Pharma SMEs in India are continuously growing at different levels and they can take us to a bright future of the Indian pharma industry. Hence, it is very important that adequate support and nurturing of SMEs should take place to safeguard the future of the sector.
Pharma SMEs require support for the following:
- Technology upgradation: SMEs require technology upgradation fund to upgrade their plants and meet the increasing global requirements. As they may not receive funding from venture capitalists, Government of India needs to support this through a technology upgradation fund. Although the intention of the government to support SMEs is genuine, it is not reflected in adequate funding for the SME sector. The government feels that the Credit Linked Capital Subsidy Scheme (CLCSS), which was earlier announced is meeting the funding for small sector. But, unfortunately, this scheme is not active and almost redundant. Recently, the government has come with a proposal of Rs 500 crores to help the medium sector, but not the small sector. It is important that this funding should be enlarged not only to medium but also to small sector. It will also be not adequate considering the huge funding required by around 7000 pharma SMEs in India.
- Training: SMEs require training on GMP practice and skill development. IDMA has been doing its best to conduct seminars on ‘Schedule M & Beyond’ at various venues in India with the help of Department of Pharmaceuticals (DoP). We understand that the Central Drugs Standard Control Organization (CDSCO) is also considering GMP training for SMEs in various parts of India, in order to upgrade Schedule-M. We also need to step up our activities in training on skill development, since India will require a huge number of skilled people to meet the future requirements of the industry. Life Sciences Sector Skill Development Council (LSSSDC) is in the process of setting standards for various cadres and they focus on the skill gaps.
- Supplies to institutions and hospitals: Recently, the government has come out with the proposal that 20 per cent of the procurement of pharma for Central government institutions has to be taken from the MSME sector. It is a welcome step and will help MSMEs to use their idle capacities. Further, this needs to be extended to purchases from the state governments. It is also important that turnover clause is not stipulated in government tenders, so as to allow a free participation by all SMEs. The turnover clause of Rs 20.00 crores and above, have been denying opportunities for SMEs
- Exports: SMEs can develop their plant to WHO-GMP standards and above and they have a huge opportunity to supply to many countries of the world. Hence, SMEs need to be sensitive to export requirements. Atleast, 1000 more exporters can emerge from SME front.

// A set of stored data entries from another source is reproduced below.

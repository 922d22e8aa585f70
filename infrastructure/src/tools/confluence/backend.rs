//! Confluence backend contract and the records it returns.

use crate::http::BackendError;
use async_trait::async_trait;

/// Page identity as listed by searches
#[derive(Debug, Clone, PartialEq, Eq)]
pub struct PageRef {
    pub id: String,
    pub title: String,
}

/// A page with the data needed to rewrite it
#[derive(Debug, Clone, PartialEq, Eq)]
pub struct Page {
    pub id: String,
    pub title: String,
    pub space_key: String,
    /// Current version number; updates must send `version + 1`
    pub version: u64,
    /// Storage-format body
    pub body: String,
}

#[derive(Debug, Clone, PartialEq, Eq)]
pub struct Space {
    pub key: String,
    pub name: String,
}

#[derive(Debug, Clone, PartialEq, Eq)]
pub struct User {
    pub display_name: String,
    pub account_id: String,
}

/// Full replacement of a page's title, body and optionally its parent
#[derive(Debug, Clone, PartialEq, Eq)]
pub struct PageUpdate {
    pub id: String,
    pub space_key: String,
    pub title: String,
    pub body: String,
    pub version: u64,
    pub parent_id: Option<String>,
}

impl PageUpdate {
    /// Rewrite `page` with a new title and body at the next version
    pub fn next(page: &Page, title: impl Into<String>, body: impl Into<String>) -> Self {
        Self {
            id: page.id.clone(),
            space_key: page.space_key.clone(),
            title: title.into(),
            body: body.into(),
            version: page.version + 1,
            parent_id: None,
        }
    }

    pub fn with_parent(mut self, parent_id: impl Into<String>) -> Self {
        self.parent_id = Some(parent_id.into());
        self
    }
}

/// Operations the Confluence tools need from a Confluence site
#[async_trait]
pub trait ConfluenceBackend: Send + Sync {
    async fn page(&self, page_id: &str) -> Result<Page, BackendError>;

    /// Run a CQL query, returning at most `limit` pages
    async fn search(&self, cql: &str, limit: usize) -> Result<Vec<PageRef>, BackendError>;

    async fn create_page(
        &self,
        space_key: &str,
        title: &str,
        body: &str,
    ) -> Result<PageRef, BackendError>;

    async fn update_page(&self, update: &PageUpdate) -> Result<(), BackendError>;

    /// Move to trash
    async fn delete_page(&self, page_id: &str) -> Result<(), BackendError>;

    async fn create_space(&self, key: &str, name: &str) -> Result<(), BackendError>;

    async fn spaces(&self) -> Result<Vec<Space>, BackendError>;

    async fn pages_in_space(&self, space_key: &str) -> Result<Vec<PageRef>, BackendError>;

    async fn add_label(&self, page_id: &str, label: &str) -> Result<(), BackendError>;

    async fn labels(&self, page_id: &str) -> Result<Vec<String>, BackendError>;

    async fn add_comment(&self, page_id: &str, body: &str) -> Result<(), BackendError>;

    /// Attachment file names
    async fn attachments(&self, page_id: &str) -> Result<Vec<String>, BackendError>;

    async fn user(&self, username_or_email: &str) -> Result<User, BackendError>;
}
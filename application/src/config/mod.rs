//! Application-level configuration.
//!
//! - [`ExecutionParams`] — tool execution control (parallelism, call limits)

pub mod execution_params;

pub use execution_params::ExecutionParams;
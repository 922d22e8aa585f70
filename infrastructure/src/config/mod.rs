//! Configuration file loading for agent-courier
//!
//! This module handles file I/O and merging of configuration from multiple sources.
//! The priority order (highest to lowest):
//!
//! 1. Environment: `JIRA_URL`, `CONFLUENCE_URL`, `ATLASSIAN_EMAIL`,
//!    `ATLASSIAN_TOKEN`, `GITHUB_TOKEN`, `GITHUB_API_URL`, then
//!    `COURIER_<SECTION>__<KEY>` overrides
//! 2. `--config <path>` specified file
//! 3. Project root: `./courier.toml` or `./.courier.toml`
//! 4. XDG config: `$XDG_CONFIG_HOME/agent-courier/config.toml`
//! 5. Default values

mod file_config;
mod loader;

pub use file_config::{
    ConfigValidationError, DEFAULT_GITHUB_API_URL, FileAtlassianConfig, FileConfig,
    FileConfluenceConfig, FileExecutionConfig, FileGithubConfig, FileJiraConfig,
    FileLoggingConfig, FileOutputConfig, FileOutputFormat,
};
pub use loader::ConfigLoader;
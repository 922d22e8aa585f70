//! Jira tool provider
//!
//! Exposes the Jira tools and renders every backend answer as text.
//! Composite tools (`add_issue_to_sprint_by_name`, `get_sprint_id_by_name`,
//! `check_sprint_health`) list candidates first and act on the first
//! case-insensitive exact name match.

use super::backend::{Attachment, IssueSummary, JiraBackend, NewIssue, NewSprint, Sprint};
use crate::http::BackendError;
use crate::tools::support::{arg, int_arg, lines};
use async_trait::async_trait;
use courier_domain::tool::{
    entities::{ParamType, RiskLevel, ToolCall, ToolDefinition, ToolParameter},
    provider::{ProviderError, ToolProvider},
    value_objects::{ToolError, ToolResult},
};
use courier_domain::tracker::{SprintHealth, empty_sprint_message, find_by_name};
use serde_json::json;
use std::path::Path;
use std::sync::Arc;
use std::time::Instant;
use tracing::debug;

pub const SEARCH_JIRA: &str = "search_jira";
pub const COMMENT_ON_TICKET: &str = "comment_on_ticket";
pub const UPDATE_TICKET_STATUS: &str = "update_ticket_status";
pub const GET_TRANSITIONS: &str = "get_transitions";
pub const CREATE_ISSUE: &str = "create_issue";
pub const GET_ISSUE_DETAILS: &str = "get_issue_details";
pub const ASSIGN_ISSUE: &str = "assign_issue";
pub const ADD_ATTACHMENT: &str = "add_attachment";
pub const GET_ISSUE_COMMENTS: &str = "get_issue_comments";
pub const LOG_WORK: &str = "log_work";
pub const LIST_PROJECTS: &str = "list_projects";
pub const GET_SPRINT_ISSUES: &str = "get_sprint_issues";
pub const UPDATE_ISSUE_PRIORITY: &str = "update_issue_priority";
pub const LINK_ISSUES: &str = "link_issues";
pub const CREATE_SPRINT: &str = "create_sprint";
pub const UPDATE_ISSUE_TYPE: &str = "update_issue_type";
pub const ADD_ISSUE_TO_SPRINT: &str = "add_issue_to_sprint";
pub const ADD_ISSUE_TO_SPRINT_BY_NAME: &str = "add_issue_to_sprint_by_name";
pub const GET_BACKLOG_TICKETS: &str = "get_backlog_tickets";
pub const GET_SPRINT_ID_BY_NAME: &str = "get_sprint_id_by_name";
pub const CHECK_SPRINT_HEALTH: &str = "check_sprint_health";

const TYPE_CHANGE_HINT: &str =
    "Some type changes require a 'Move' operation if status workflows differ.";
const SPRINT_FIELD_HINT: &str = "Ensure the ticket is in a project that has a Scrum board.";
//! Argument access and text rendering shared by the backend providers.

use crate::http::BackendError;
use courier_domain::tool::{entities::ToolCall, value_objects::ToolError};

/// Required string argument; absence is an invalid-argument error
pub(crate) fn arg<'a>(call: &'a ToolCall, name: &str) -> Result<&'a str, ToolError> {
    call.require_string(name).map_err(ToolError::invalid_argument)
}

/// Required integer argument (numeric strings accepted)
pub(crate) fn int_arg(call: &ToolCall, name: &str) -> Result<i64, ToolError> {
    call.require_i64(name).map_err(ToolError::invalid_argument)
}

/// One rendered line per item
pub(crate) fn lines<T>(items: &[T], render: impl Fn(&T) -> String) -> String {
    items.iter().map(render).collect::<Vec<_>>().join("\n")
}

/// Comma-separated list, or `None` when empty
pub(crate) fn comma_list(items: &[String]) -> String {
    if items.is_empty() {
        "None".to_string()
    } else {
        items.join(", ")
    }
}

impl From<BackendError> for ToolError {
    fn from(e: BackendError) -> Self {
        e.into_tool_error()
    }
}

#[cfg(test)]
mod tests {
    use super::*;

    #[test]
    fn test_arg_errors_are_invalid_argument() {
        let call = ToolCall::new("search_jira").with_arg("limit", "x");
        assert_eq!(arg(&call, "jql_query").unwrap_err().code, "INVALID_ARGUMENT");
        assert_eq!(int_arg(&call, "limit").unwrap_err().code, "INVALID_ARGUMENT");
    }

    #[test]
    fn test_comma_list() {
        assert_eq!(comma_list(&[]), "None");
        assert_eq!(comma_list(&["a".to_string(), "b".to_string()]), "a, b");
    }

    #[test]
    fn test_backend_error_converts() {
        let err: ToolError = BackendError::NotFound("Page 9".to_string()).into();
        assert_eq!(err.code, "NOT_FOUND");
        assert_eq!(err.to_text(), "Error: Not found: Page 9");
    }
}
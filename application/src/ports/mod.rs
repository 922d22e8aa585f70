//! Port definitions (interfaces for external adapters)
//!
//! Ports define the contracts that infrastructure and presentation adapters
//! must implement.

pub mod conversation_logger;
pub mod progress;
pub mod routing_brain;
pub mod tool_executor;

- Contract manufacturing: With improved plants and expertise, the SMEs can also be contract manufacturers to national and multinational companies. This will be very timely considering that India will be emerging in a big way in Contract Research And Manufacturing Services.
- CEO training: The CEOs of pharma SMEs can be given special training on exports, costing, finance management and the importance of R&D and technology.
– SV Veerramani, President, IDMA
Our journey towards global Regulatory Standards
Over the years, the posture of both the government, regulatory as well as WHO have been changing and it is noticeable. The government wants to disburse amounts to the identified needy organisations. Regulatory authorities like the CDSCO along with WHO wants human resources to be trained through some skilled development programmes.
DoP has been undertaking programmes all over the country to train and upgrade pharma individuals in the area of GMP and GLP etc. WHO has come forward to train the regulatory inspectors with the right training to carry out necessary auditing of companies. All these parameters are loaded with the objective of creating a viable industry in achieving the global objectives of good quality medicines, to be produced from every unit in this country and thus, qualify to supply medicines globally.
We still feel a well channelised approach by all state FDA authorities along with the Central Drug Authority and DCI with a definite time line. The following points should be kept in mind in order to strike the right chord in showing a great improvement.
- Identify prospective companies for upgradation, state wise. They may take the assistance of associations like IDMA, or local associations or federations to help in identifying
- Filter out the training needs of personnel and train them to develop the necessary skills
- Help these companies to get their capital input needs by influencing the nodal banks to do so
- Upgrade the existing machinery profiles so as to provide the right mix of inputs to achieve quality goods
- A clear hand holding approach for a specific number of years is needed to achieve the said ‘quality parameters’ in the industry through friendly regulatory inputs into the system.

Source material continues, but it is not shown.